Problem to solve: In the entries that follow, find the word "text" and report each line it is on.

Data records

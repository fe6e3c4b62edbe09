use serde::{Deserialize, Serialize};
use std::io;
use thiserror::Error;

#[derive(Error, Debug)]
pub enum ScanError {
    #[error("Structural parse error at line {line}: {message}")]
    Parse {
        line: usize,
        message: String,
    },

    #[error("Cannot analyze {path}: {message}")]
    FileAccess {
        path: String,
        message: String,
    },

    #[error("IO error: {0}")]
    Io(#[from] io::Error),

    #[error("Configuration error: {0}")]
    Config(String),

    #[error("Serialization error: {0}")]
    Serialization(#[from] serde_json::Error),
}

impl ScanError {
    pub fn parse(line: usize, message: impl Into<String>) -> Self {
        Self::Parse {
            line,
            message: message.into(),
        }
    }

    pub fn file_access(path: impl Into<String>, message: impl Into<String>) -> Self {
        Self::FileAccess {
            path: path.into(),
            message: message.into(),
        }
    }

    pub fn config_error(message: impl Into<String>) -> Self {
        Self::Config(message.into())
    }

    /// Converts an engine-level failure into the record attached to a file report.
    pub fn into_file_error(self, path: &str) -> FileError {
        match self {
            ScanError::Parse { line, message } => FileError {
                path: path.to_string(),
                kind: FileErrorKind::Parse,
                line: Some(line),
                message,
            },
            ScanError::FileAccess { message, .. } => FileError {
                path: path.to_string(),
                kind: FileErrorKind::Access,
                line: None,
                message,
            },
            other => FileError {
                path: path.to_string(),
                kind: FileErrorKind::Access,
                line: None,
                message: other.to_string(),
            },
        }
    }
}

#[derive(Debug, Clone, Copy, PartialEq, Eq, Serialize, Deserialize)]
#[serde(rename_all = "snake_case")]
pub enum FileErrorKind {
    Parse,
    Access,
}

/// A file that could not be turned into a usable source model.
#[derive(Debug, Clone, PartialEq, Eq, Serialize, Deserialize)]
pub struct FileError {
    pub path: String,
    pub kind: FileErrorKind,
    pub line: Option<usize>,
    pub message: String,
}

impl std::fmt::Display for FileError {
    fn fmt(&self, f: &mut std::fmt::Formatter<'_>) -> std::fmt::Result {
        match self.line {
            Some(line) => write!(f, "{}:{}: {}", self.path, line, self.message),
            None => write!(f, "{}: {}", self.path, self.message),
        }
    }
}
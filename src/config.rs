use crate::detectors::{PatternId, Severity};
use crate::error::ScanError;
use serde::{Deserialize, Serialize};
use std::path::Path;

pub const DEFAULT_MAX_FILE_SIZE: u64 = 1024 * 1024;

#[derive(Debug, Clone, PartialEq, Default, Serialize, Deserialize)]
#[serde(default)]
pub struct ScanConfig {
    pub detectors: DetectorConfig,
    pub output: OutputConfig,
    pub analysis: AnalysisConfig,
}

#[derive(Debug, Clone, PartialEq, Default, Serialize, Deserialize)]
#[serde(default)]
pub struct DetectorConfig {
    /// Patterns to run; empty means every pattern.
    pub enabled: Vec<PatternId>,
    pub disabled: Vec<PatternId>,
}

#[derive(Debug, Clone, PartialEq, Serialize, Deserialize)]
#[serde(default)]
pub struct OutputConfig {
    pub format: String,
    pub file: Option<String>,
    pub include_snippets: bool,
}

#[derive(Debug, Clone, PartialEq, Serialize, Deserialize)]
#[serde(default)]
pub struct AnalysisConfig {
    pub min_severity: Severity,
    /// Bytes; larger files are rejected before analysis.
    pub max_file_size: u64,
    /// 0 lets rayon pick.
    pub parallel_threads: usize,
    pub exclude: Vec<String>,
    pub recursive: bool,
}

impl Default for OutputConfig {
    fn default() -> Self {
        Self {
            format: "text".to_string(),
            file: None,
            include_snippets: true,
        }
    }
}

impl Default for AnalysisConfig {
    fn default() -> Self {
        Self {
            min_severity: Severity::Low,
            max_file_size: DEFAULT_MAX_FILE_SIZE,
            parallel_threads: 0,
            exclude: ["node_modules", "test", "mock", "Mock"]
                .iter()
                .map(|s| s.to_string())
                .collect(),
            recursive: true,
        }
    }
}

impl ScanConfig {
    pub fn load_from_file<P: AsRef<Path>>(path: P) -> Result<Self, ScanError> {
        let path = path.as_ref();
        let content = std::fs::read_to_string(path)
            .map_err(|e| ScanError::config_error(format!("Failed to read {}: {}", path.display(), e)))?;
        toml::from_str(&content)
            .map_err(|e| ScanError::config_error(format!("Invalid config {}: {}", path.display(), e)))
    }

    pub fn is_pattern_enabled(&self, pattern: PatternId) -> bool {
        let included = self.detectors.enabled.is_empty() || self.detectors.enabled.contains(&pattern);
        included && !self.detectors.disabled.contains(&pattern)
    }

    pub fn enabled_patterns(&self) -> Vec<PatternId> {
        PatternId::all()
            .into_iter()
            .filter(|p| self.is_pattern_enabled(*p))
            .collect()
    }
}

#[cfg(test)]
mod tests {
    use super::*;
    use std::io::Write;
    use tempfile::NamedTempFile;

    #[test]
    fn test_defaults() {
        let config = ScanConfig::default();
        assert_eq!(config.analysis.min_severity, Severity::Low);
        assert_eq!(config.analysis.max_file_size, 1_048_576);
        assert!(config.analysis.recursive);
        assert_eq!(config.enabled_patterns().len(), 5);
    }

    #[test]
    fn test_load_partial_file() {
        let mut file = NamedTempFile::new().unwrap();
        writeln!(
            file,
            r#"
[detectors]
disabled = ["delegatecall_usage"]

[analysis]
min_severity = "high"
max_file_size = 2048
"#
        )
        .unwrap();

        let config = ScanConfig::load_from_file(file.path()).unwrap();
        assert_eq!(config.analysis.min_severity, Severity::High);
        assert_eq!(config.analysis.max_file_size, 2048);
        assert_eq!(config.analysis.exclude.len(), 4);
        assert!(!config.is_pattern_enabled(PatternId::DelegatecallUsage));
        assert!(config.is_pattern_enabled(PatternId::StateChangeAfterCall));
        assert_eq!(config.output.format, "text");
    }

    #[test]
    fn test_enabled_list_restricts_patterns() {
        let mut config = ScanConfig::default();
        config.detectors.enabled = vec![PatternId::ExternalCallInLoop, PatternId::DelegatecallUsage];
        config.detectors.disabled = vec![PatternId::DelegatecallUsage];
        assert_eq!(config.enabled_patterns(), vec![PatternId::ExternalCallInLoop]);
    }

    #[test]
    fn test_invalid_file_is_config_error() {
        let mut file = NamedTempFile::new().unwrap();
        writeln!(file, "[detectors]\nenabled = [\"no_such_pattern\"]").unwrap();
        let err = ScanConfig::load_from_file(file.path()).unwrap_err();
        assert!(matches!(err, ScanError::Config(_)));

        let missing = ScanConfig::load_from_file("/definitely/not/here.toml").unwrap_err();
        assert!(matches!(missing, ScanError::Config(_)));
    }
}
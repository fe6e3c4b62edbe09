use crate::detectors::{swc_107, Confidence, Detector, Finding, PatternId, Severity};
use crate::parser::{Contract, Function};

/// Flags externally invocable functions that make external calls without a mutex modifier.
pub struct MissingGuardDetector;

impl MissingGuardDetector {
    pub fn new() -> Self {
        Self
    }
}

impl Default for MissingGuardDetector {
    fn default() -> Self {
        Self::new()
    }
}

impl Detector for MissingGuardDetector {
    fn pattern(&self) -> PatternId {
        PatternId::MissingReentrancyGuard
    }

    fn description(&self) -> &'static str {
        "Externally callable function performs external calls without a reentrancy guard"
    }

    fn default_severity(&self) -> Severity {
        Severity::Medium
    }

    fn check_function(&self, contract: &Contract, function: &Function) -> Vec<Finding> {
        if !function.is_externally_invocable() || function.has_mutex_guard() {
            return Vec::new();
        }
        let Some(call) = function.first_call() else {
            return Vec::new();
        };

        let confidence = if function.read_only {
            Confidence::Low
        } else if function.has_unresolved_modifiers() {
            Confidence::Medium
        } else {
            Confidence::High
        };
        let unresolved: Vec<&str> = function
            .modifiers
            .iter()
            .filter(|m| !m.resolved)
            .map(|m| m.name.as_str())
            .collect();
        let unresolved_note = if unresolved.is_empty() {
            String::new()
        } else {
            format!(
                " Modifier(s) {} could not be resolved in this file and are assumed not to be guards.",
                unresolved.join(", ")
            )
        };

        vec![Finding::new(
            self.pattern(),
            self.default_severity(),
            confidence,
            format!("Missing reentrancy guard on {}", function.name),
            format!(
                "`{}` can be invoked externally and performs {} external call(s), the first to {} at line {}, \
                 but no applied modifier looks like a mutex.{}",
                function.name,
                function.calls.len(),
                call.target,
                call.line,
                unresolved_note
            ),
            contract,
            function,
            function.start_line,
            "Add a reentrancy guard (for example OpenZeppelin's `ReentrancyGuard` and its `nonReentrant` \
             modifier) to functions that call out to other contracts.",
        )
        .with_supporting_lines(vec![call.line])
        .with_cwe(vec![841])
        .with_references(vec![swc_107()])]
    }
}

Finished task:
            format: "text".to_string(),
        assert_eq!(config.output.format, "text");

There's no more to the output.